▶ [WORK ORDER]
Return the listing below character for character.

......

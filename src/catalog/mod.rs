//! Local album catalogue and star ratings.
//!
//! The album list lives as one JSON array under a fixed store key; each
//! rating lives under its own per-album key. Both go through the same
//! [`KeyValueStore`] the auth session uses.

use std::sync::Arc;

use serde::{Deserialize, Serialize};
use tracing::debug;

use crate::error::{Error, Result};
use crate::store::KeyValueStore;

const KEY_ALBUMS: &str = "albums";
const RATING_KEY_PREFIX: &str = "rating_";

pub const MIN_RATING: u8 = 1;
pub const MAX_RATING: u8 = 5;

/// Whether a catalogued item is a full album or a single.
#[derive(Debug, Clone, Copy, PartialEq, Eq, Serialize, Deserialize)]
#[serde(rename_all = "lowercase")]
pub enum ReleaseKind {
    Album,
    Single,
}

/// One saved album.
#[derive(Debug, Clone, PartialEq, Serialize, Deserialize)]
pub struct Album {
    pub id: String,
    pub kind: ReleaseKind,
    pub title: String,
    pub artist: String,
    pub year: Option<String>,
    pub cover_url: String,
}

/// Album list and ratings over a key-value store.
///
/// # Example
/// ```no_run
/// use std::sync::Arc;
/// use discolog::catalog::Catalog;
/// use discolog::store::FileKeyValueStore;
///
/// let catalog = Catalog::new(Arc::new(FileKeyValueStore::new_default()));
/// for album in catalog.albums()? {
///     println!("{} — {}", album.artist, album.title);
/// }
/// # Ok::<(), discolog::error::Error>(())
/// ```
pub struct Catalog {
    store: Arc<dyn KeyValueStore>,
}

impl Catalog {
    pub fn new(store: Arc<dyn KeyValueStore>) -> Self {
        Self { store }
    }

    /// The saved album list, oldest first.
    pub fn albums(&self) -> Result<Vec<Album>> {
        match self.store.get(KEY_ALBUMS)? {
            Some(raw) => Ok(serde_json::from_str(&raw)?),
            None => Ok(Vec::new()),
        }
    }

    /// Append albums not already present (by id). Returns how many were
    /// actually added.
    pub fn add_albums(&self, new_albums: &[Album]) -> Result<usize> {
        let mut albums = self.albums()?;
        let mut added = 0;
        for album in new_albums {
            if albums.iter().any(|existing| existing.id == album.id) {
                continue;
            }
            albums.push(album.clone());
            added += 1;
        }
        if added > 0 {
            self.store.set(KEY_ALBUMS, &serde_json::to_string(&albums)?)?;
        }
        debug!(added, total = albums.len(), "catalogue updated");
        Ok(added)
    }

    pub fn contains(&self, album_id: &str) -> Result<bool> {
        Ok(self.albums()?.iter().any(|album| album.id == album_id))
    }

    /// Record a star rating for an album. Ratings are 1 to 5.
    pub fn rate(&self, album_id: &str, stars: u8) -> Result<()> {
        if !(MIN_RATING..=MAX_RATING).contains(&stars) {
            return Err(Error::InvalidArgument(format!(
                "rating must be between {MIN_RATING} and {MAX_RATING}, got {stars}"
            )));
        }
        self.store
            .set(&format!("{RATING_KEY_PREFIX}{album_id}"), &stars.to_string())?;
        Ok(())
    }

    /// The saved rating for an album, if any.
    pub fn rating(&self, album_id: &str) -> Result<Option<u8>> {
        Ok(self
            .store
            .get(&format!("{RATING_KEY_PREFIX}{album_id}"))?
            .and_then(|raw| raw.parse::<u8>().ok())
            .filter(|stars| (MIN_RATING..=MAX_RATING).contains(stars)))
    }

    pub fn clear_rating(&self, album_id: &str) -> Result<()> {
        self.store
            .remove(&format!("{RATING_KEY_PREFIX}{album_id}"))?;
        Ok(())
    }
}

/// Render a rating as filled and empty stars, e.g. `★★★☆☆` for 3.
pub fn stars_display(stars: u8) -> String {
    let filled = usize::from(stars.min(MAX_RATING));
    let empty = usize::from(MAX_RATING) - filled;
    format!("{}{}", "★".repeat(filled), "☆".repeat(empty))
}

......

▶ [REPLY]
filename src/catalog/mod.rs
//! Local album catalogue and star ratings.
//!
//! The album list lives as one JSON array under a fixed store key; each
//! rating lives under its own per-album key. Both go through the same
//! [`KeyValueStore`] the auth session uses.

use std::sync::Arc;

use serde::{Deserialize, Serialize};
use tracing::debug;

use crate::error::{Error, Result};
use crate::store::KeyValueStore;

const KEY_ALBUMS: &str = "albums";
const RATING_KEY_PREFIX: &str = "rating_";

pub const MIN_RATING: u8 = 1;
pub const MAX_RATING: u8 = 5;

/// Whether a catalogued item is a full album or a single.
#[derive(Debug, Clone, Copy, PartialEq, Eq, Serialize, Deserialize)]
#[serde(rename_all = "lowercase")]
pub enum ReleaseKind {
    Album,
    Single,
}

/// One saved album.
#[derive(Debug, Clone, PartialEq, Serialize, Deserialize)]
pub struct Album {
    pub id: String,
    pub kind: ReleaseKind,
    pub title: String,
    pub artist: String,
    pub year: Option<String>,
    pub cover_url: String,
}

/// Album list and ratings over a key-value store.
///
/// # Example
/// ```no_run
/// use std::sync::Arc;
/// use discolog::catalog::Catalog;
/// use discolog::store::FileKeyValueStore;
///
/// let catalog = Catalog::new(Arc::new(FileKeyValueStore::new_default()));
/// for album in catalog.albums()? {
///     println!("{} — {}", album.artist, album.title);
/// }
/// # Ok::<(), discolog::error::Error>(())
/// ```
pub struct Catalog {
    store: Arc<dyn KeyValueStore>,
}

impl Catalog {
    pub fn new(store: Arc<dyn KeyValueStore>) -> Self {
        Self { store }
    }

    /// The saved album list, oldest first.
    pub fn albums(&self) -> Result<Vec<Album>> {
        match self.store.get(KEY_ALBUMS)? {
            Some(raw) => Ok(serde_json::from_str(&raw)?),
            None => Ok(Vec::new()),
        }
    }

    /// Append albums not already present (by id). Returns how many were
    /// actually added.
    pub fn add_albums(&self, new_albums: &[Album]) -> Result<usize> {
        let mut albums = self.albums()?;
        let mut added = 0;
        for album in new_albums {
            if albums.iter().any(|existing| existing.id == album.id) {
                continue;
            }
            albums.push(album.clone());
            added += 1;
        }
        if added > 0 {
            self.store.set(KEY_ALBUMS, &serde_json::to_string(&albums)?)?;
        }
        debug!(added, total = albums.len(), "catalogue updated");
        Ok(added)
    }

    pub fn contains(&self, album_id: &str) -> Result<bool> {
        Ok(self.albums()?.iter().any(|album| album.id == album_id))
    }

    /// Record a star rating for an album. Ratings are 1 to 5.
    pub fn rate(&self, album_id: &str, stars: u8) -> Result<()> {
        if !(MIN_RATING..=MAX_RATING).contains(&stars) {
            return Err(Error::InvalidArgument(format!(
                "rating must be between {MIN_RATING} and {MAX_RATING}, got {stars}"
            )));
        }
        self.store
            .set(&format!("{RATING_KEY_PREFIX}{album_id}"), &stars.to_string())?;
        Ok(())
    }

    /// The saved rating for an album, if any.
    pub fn rating(&self, album_id: &str) -> Result<Option<u8>> {
        Ok(self
            .store
            .get(&format!("{RATING_KEY_PREFIX}{album_id}"))?
            .and_then(|raw| raw.parse::<u8>().ok())
            .filter(|stars| (MIN_RATING..=MAX_RATING).contains(stars)))
    }

    pub fn clear_rating(&self, album_id: &str) -> Result<()> {
        self.store
            .remove(&format!("{RATING_KEY_PREFIX}{album_id}"))?;
        Ok(())
    }
}

/// Render a rating as filled and empty stars, e.g. `★★★☆☆` for 3.
pub fn stars_display(stars: u8) -> String {
    let filled = usize::from(stars.min(MAX_RATING));
    let empty = usize::from(MAX_RATING) - filled;
    format!("{}{}", "★".repeat(filled), "☆".repeat(empty))
}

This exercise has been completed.